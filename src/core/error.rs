//! Error types for the CoT client core.

use std::io;
use std::time::Duration;

use thiserror::Error;

/// Errors raised while opening a transport session.
#[derive(Debug, Error)]
pub enum ConnectError {
    /// Host name did not resolve.
    #[error("failed to resolve {host}: {source}")]
    Resolve {
        /// Host that was looked up.
        host: String,
        /// Underlying resolver error.
        #[source]
        source: io::Error,
    },

    /// Host resolved to no usable address.
    #[error("no address found for {0}")]
    NoAddress(String),

    /// Socket-level connect failure (refused, unreachable, ...).
    #[error("i/o error: {0}")]
    Io(#[from] io::Error),

    /// Connect did not complete in time.
    #[error("connect timed out")]
    Timeout,

    /// TLS configuration or handshake failure.
    #[error("tls error: {0}")]
    Tls(String),

    /// Client identity could not be loaded or parsed.
    #[error("client identity error: {0}")]
    Identity(#[from] IdentityError),

    /// Another connect is already running on this session.
    #[error("connect already in progress")]
    InProgress,

    /// Session already holds an active socket.
    #[error("session already connected")]
    AlreadyConnected,
}

impl ConnectError {
    /// Check whether a later attempt may succeed without configuration changes.
    pub fn is_retryable(&self) -> bool {
        matches!(
            self,
            ConnectError::Resolve { .. }
                | ConnectError::NoAddress(_)
                | ConnectError::Io(_)
                | ConnectError::Timeout
                | ConnectError::Tls(_)
        )
    }
}

/// Errors raised while writing to a session.
#[derive(Debug, Error)]
pub enum SendError {
    /// Session has no open socket.
    #[error("session not connected")]
    NotConnected,

    /// Socket write failed.
    #[error("i/o error: {0}")]
    Io(#[from] io::Error),

    /// Write did not complete within the session's send timeout.
    #[error("send timed out after {0:?}")]
    Timeout(Duration),
}

impl SendError {
    /// Check whether the socket should be considered dead.
    pub fn is_fatal(&self) -> bool {
        match self {
            SendError::NotConnected => false,
            SendError::Timeout(_) => true,
            SendError::Io(e) => matches!(
                e.kind(),
                io::ErrorKind::BrokenPipe
                    | io::ErrorKind::ConnectionReset
                    | io::ErrorKind::ConnectionAborted
                    | io::ErrorKind::NotConnected
                    | io::ErrorKind::UnexpectedEof
            ),
        }
    }
}

/// Errors raised when a message cannot be decoded at all.
///
/// The raw bytes are kept for diagnostics.
#[derive(Debug, Error, Clone, PartialEq)]
pub enum DecodeError {
    /// Not well-formed markup or not UTF-8.
    #[error("malformed envelope: {reason}")]
    Malformed {
        /// Parser message.
        reason: String,
        /// Offending message.
        raw: Vec<u8>,
    },

    /// Root element is not `event`.
    #[error("unexpected root element <{found}>")]
    UnexpectedRoot {
        /// Name of the root element found.
        found: String,
        /// Offending message.
        raw: Vec<u8>,
    },

    /// An envelope attribute is missing or unparsable.
    #[error("invalid envelope attribute {name}: {reason}")]
    InvalidAttribute {
        /// Attribute name.
        name: &'static str,
        /// What went wrong.
        reason: String,
        /// Offending message.
        raw: Vec<u8>,
    },

    /// `start` is later than `stale`.
    #[error("validity window inverted: start is after stale")]
    InvertedWindow {
        /// Offending message.
        raw: Vec<u8>,
    },
}

impl DecodeError {
    /// Raw bytes of the message that failed to decode.
    pub fn raw(&self) -> &[u8] {
        match self {
            DecodeError::Malformed { raw, .. }
            | DecodeError::UnexpectedRoot { raw, .. }
            | DecodeError::InvalidAttribute { raw, .. }
            | DecodeError::InvertedWindow { raw } => raw,
        }
    }
}

/// Errors building an [`Event`](crate::codec::Event) locally.
#[derive(Debug, Error, Clone, PartialEq)]
pub enum EventError {
    /// `start` is later than `stale`.
    #[error("validity window inverted: start is after stale")]
    InvertedWindow,

    /// Coordinates out of range or not finite.
    #[error("invalid point: lat {lat}, lon {lon}")]
    InvalidPoint {
        /// Latitude supplied.
        lat: f64,
        /// Longitude supplied.
        lon: f64,
    },

    /// The family payload needs a point and none was given.
    #[error("{0} events require a point")]
    MissingPoint(&'static str),

    /// Empty uid.
    #[error("event uid must not be empty")]
    EmptyUid,

    /// Detail payload family does not match the type tag.
    #[error("detail family {detail} does not match type tag {type_tag}")]
    FamilyMismatch {
        /// Type tag given.
        type_tag: String,
        /// Family of the payload given.
        detail: &'static str,
    },
}

/// Receive buffer grew past the critical threshold and was cleared.
#[derive(Debug, Error, Clone, Copy, PartialEq, Eq)]
#[error("receive buffer overflow: {discarded} bytes discarded (limit {limit})")]
pub struct BufferOverflow {
    /// Bytes dropped by the reset.
    pub discarded: usize,
    /// Critical threshold in effect.
    pub limit: usize,
}

/// Errors from the outbound resilience queue.
#[derive(Debug, Error, Clone, PartialEq, Eq)]
pub enum QueueError {
    /// Delivery attempts exhausted; terminal.
    #[error("entry {entry} exhausted {attempts} delivery attempts")]
    Exhausted {
        /// Entry that failed.
        entry: u64,
        /// Attempts made.
        attempts: u32,
    },

    /// Queue is at capacity.
    #[error("outbound queue full ({0} entries)")]
    Full(usize),

    /// Queue was shut down before the entry reached a terminal state.
    #[error("outbound queue closed")]
    Closed,
}

/// Errors raised by an identity store.
#[derive(Debug, Error, Clone, PartialEq, Eq)]
pub enum IdentityError {
    /// No identity with that name.
    #[error("identity not found: {0}")]
    NotFound(String),

    /// Stored material could not be parsed.
    #[error("invalid identity material: {0}")]
    Invalid(String),
}

/// Errors loading client configuration.
#[derive(Debug, Error)]
pub enum ConfigError {
    /// File could not be read.
    #[error("i/o error: {0}")]
    Io(#[from] io::Error),

    /// Document is not valid TOML for the configuration schema.
    #[error("parse error: {0}")]
    Parse(#[from] toml::de::Error),

    /// Document parsed but holds inconsistent values.
    #[error("invalid configuration: {0}")]
    Invalid(String),
}

/// Top-level errors.
#[derive(Debug, Error)]
pub enum CotError {
    /// Connect error.
    #[error("connect error: {0}")]
    Connect(#[from] ConnectError),

    /// Send error.
    #[error("send error: {0}")]
    Send(#[from] SendError),

    /// Decode error.
    #[error("decode error: {0}")]
    Decode(#[from] DecodeError),

    /// Event construction error.
    #[error("event error: {0}")]
    Event(#[from] EventError),

    /// Buffer overflow.
    #[error(transparent)]
    Overflow(#[from] BufferOverflow),

    /// Queue error.
    #[error("queue error: {0}")]
    Queue(#[from] QueueError),

    /// Configuration error.
    #[error("configuration error: {0}")]
    Config(#[from] ConfigError),
}

#[cfg(test)]
mod tests {
    use super::*;

    #[test]
    fn test_connect_error_retryable() {
        assert!(ConnectError::Timeout.is_retryable());
        assert!(ConnectError::Tls("handshake".into()).is_retryable());
        assert!(ConnectError::Io(io::Error::from(io::ErrorKind::ConnectionRefused)).is_retryable());

        assert!(!ConnectError::InProgress.is_retryable());
        assert!(!ConnectError::Identity(IdentityError::NotFound("x".into())).is_retryable());
    }

    #[test]
    fn test_send_error_fatal() {
        assert!(SendError::Io(io::Error::from(io::ErrorKind::BrokenPipe)).is_fatal());
        assert!(!SendError::Io(io::Error::from(io::ErrorKind::WouldBlock)).is_fatal());
        assert!(!SendError::NotConnected.is_fatal());
        assert!(SendError::Timeout(Duration::from_secs(1)).is_fatal());
    }

    #[test]
    fn test_decode_error_keeps_raw() {
        let err = DecodeError::InvertedWindow {
            raw: b"<event/>".to_vec(),
        };
        assert_eq!(err.raw(), b"<event/>");
    }
}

----

◆ What is needed ◆
Reproduce every line of the data so that nothing differs from the original.

◆ Solution for this task ◆
filename src/core/error.rs
//! Error types for the CoT client core.

use std::io;
use std::time::Duration;

use thiserror::Error;

/// Errors raised while opening a transport session.
#[derive(Debug, Error)]
pub enum ConnectError {
    /// Host name did not resolve.
    #[error("failed to resolve {host}: {source}")]
    Resolve {
        /// Host that was looked up.
        host: String,
        /// Underlying resolver error.
        #[source]
        source: io::Error,
    },

    /// Host resolved to no usable address.
    #[error("no address found for {0}")]
    NoAddress(String),

    /// Socket-level connect failure (refused, unreachable, ...).
    #[error("i/o error: {0}")]
    Io(#[from] io::Error),

    /// Connect did not complete in time.
    #[error("connect timed out")]
    Timeout,

    /// TLS configuration or handshake failure.
    #[error("tls error: {0}")]
    Tls(String),

    /// Client identity could not be loaded or parsed.
    #[error("client identity error: {0}")]
    Identity(#[from] IdentityError),

    /// Another connect is already running on this session.
    #[error("connect already in progress")]
    InProgress,

    /// Session already holds an active socket.
    #[error("session already connected")]
    AlreadyConnected,
}

impl ConnectError {
    /// Check whether a later attempt may succeed without configuration changes.
    pub fn is_retryable(&self) -> bool {
        matches!(
            self,
            ConnectError::Resolve { .. }
                | ConnectError::NoAddress(_)
                | ConnectError::Io(_)
                | ConnectError::Timeout
                | ConnectError::Tls(_)
        )
    }
}

/// Errors raised while writing to a session.
#[derive(Debug, Error)]
pub enum SendError {
    /// Session has no open socket.
    #[error("session not connected")]
    NotConnected,

    /// Socket write failed.
    #[error("i/o error: {0}")]
    Io(#[from] io::Error),

    /// Write did not complete within the session's send timeout.
    #[error("send timed out after {0:?}")]
    Timeout(Duration),
}

impl SendError {
    /// Check whether the socket should be considered dead.
    pub fn is_fatal(&self) -> bool {
        match self {
            SendError::NotConnected => false,
            SendError::Timeout(_) => true,
            SendError::Io(e) => matches!(
                e.kind(),
                io::ErrorKind::BrokenPipe
                    | io::ErrorKind::ConnectionReset
                    | io::ErrorKind::ConnectionAborted
                    | io::ErrorKind::NotConnected
                    | io::ErrorKind::UnexpectedEof
            ),
        }
    }
}

/// Errors raised when a message cannot be decoded at all.
///
/// The raw bytes are kept for diagnostics.
#[derive(Debug, Error, Clone, PartialEq)]
pub enum DecodeError {
    /// Not well-formed markup or not UTF-8.
    #[error("malformed envelope: {reason}")]
    Malformed {
        /// Parser message.
        reason: String,
        /// Offending message.
        raw: Vec<u8>,
    },

    /// Root element is not `event`.
    #[error("unexpected root element <{found}>")]
    UnexpectedRoot {
        /// Name of the root element found.
        found: String,
        /// Offending message.
        raw: Vec<u8>,
    },

    /// An envelope attribute is missing or unparsable.
    #[error("invalid envelope attribute {name}: {reason}")]
    InvalidAttribute {
        /// Attribute name.
        name: &'static str,
        /// What went wrong.
        reason: String,
        /// Offending message.
        raw: Vec<u8>,
    },

    /// `start` is later than `stale`.
    #[error("validity window inverted: start is after stale")]
    InvertedWindow {
        /// Offending message.
        raw: Vec<u8>,
    },
}

impl DecodeError {
    /// Raw bytes of the message that failed to decode.
    pub fn raw(&self) -> &[u8] {
        match self {
            DecodeError::Malformed { raw, .. }
            | DecodeError::UnexpectedRoot { raw, .. }
            | DecodeError::InvalidAttribute { raw, .. }
            | DecodeError::InvertedWindow { raw } => raw,
        }
    }
}

/// Errors building an [`Event`](crate::codec::Event) locally.
#[derive(Debug, Error, Clone, PartialEq)]
pub enum EventError {
    /// `start` is later than `stale`.
    #[error("validity window inverted: start is after stale")]
    InvertedWindow,

    /// Coordinates out of range or not finite.
    #[error("invalid point: lat {lat}, lon {lon}")]
    InvalidPoint {
        /// Latitude supplied.
        lat: f64,
        /// Longitude supplied.
        lon: f64,
    },

    /// The family payload needs a point and none was given.
    #[error("{0} events require a point")]
    MissingPoint(&'static str),

    /// Empty uid.
    #[error("event uid must not be empty")]
    EmptyUid,

    /// Detail payload family does not match the type tag.
    #[error("detail family {detail} does not match type tag {type_tag}")]
    FamilyMismatch {
        /// Type tag given.
        type_tag: String,
        /// Family of the payload given.
        detail: &'static str,
    },
}

/// Receive buffer grew past the critical threshold and was cleared.
#[derive(Debug, Error, Clone, Copy, PartialEq, Eq)]
#[error("receive buffer overflow: {discarded} bytes discarded (limit {limit})")]
pub struct BufferOverflow {
    /// Bytes dropped by the reset.
    pub discarded: usize,
    /// Critical threshold in effect.
    pub limit: usize,
}

/// Errors from the outbound resilience queue.
#[derive(Debug, Error, Clone, PartialEq, Eq)]
pub enum QueueError {
    /// Delivery attempts exhausted; terminal.
    #[error("entry {entry} exhausted {attempts} delivery attempts")]
    Exhausted {
        /// Entry that failed.
        entry: u64,
        /// Attempts made.
        attempts: u32,
    },

    /// Queue is at capacity.
    #[error("outbound queue full ({0} entries)")]
    Full(usize),

    /// Queue was shut down before the entry reached a terminal state.
    #[error("outbound queue closed")]
    Closed,
}

/// Errors raised by an identity store.
#[derive(Debug, Error, Clone, PartialEq, Eq)]
pub enum IdentityError {
    /// No identity with that name.
    #[error("identity not found: {0}")]
    NotFound(String),

    /// Stored material could not be parsed.
    #[error("invalid identity material: {0}")]
    Invalid(String),
}

/// Errors loading client configuration.
#[derive(Debug, Error)]
pub enum ConfigError {
    /// File could not be read.
    #[error("i/o error: {0}")]
    Io(#[from] io::Error),

    /// Document is not valid TOML for the configuration schema.
    #[error("parse error: {0}")]
    Parse(#[from] toml::de::Error),

    /// Document parsed but holds inconsistent values.
    #[error("invalid configuration: {0}")]
    Invalid(String),
}

/// Top-level errors.
#[derive(Debug, Error)]
pub enum CotError {
    /// Connect error.
    #[error("connect error: {0}")]
    Connect(#[from] ConnectError),

    /// Send error.
    #[error("send error: {0}")]
    Send(#[from] SendError),

    /// Decode error.
    #[error("decode error: {0}")]
    Decode(#[from] DecodeError),

    /// Event construction error.
    #[error("event error: {0}")]
    Event(#[from] EventError),

    /// Buffer overflow.
    #[error(transparent)]
    Overflow(#[from] BufferOverflow),

    /// Queue error.
    #[error("queue error: {0}")]
    Queue(#[from] QueueError),

    /// Configuration error.
    #[error("configuration error: {0}")]
    Config(#[from] ConfigError),
}

#[cfg(test)]
mod tests {
    use super::*;

    #[test]
    fn test_connect_error_retryable() {
        assert!(ConnectError::Timeout.is_retryable());
        assert!(ConnectError::Tls("handshake".into()).is_retryable());
        assert!(ConnectError::Io(io::Error::from(io::ErrorKind::ConnectionRefused)).is_retryable());

        assert!(!ConnectError::InProgress.is_retryable());
        assert!(!ConnectError::Identity(IdentityError::NotFound("x".into())).is_retryable());
    }

    #[test]
    fn test_send_error_fatal() {
        assert!(SendError::Io(io::Error::from(io::ErrorKind::BrokenPipe)).is_fatal());
        assert!(!SendError::Io(io::Error::from(io::ErrorKind::WouldBlock)).is_fatal());
        assert!(!SendError::NotConnected.is_fatal());
        assert!(SendError::Timeout(Duration::from_secs(1)).is_fatal());
    }

    #[test]
    fn test_decode_error_keeps_raw() {
        let err = DecodeError::InvertedWindow {
            raw: b"<event/>".to_vec(),
        };
        assert_eq!(err.raw(), b"<event/>");
    }
}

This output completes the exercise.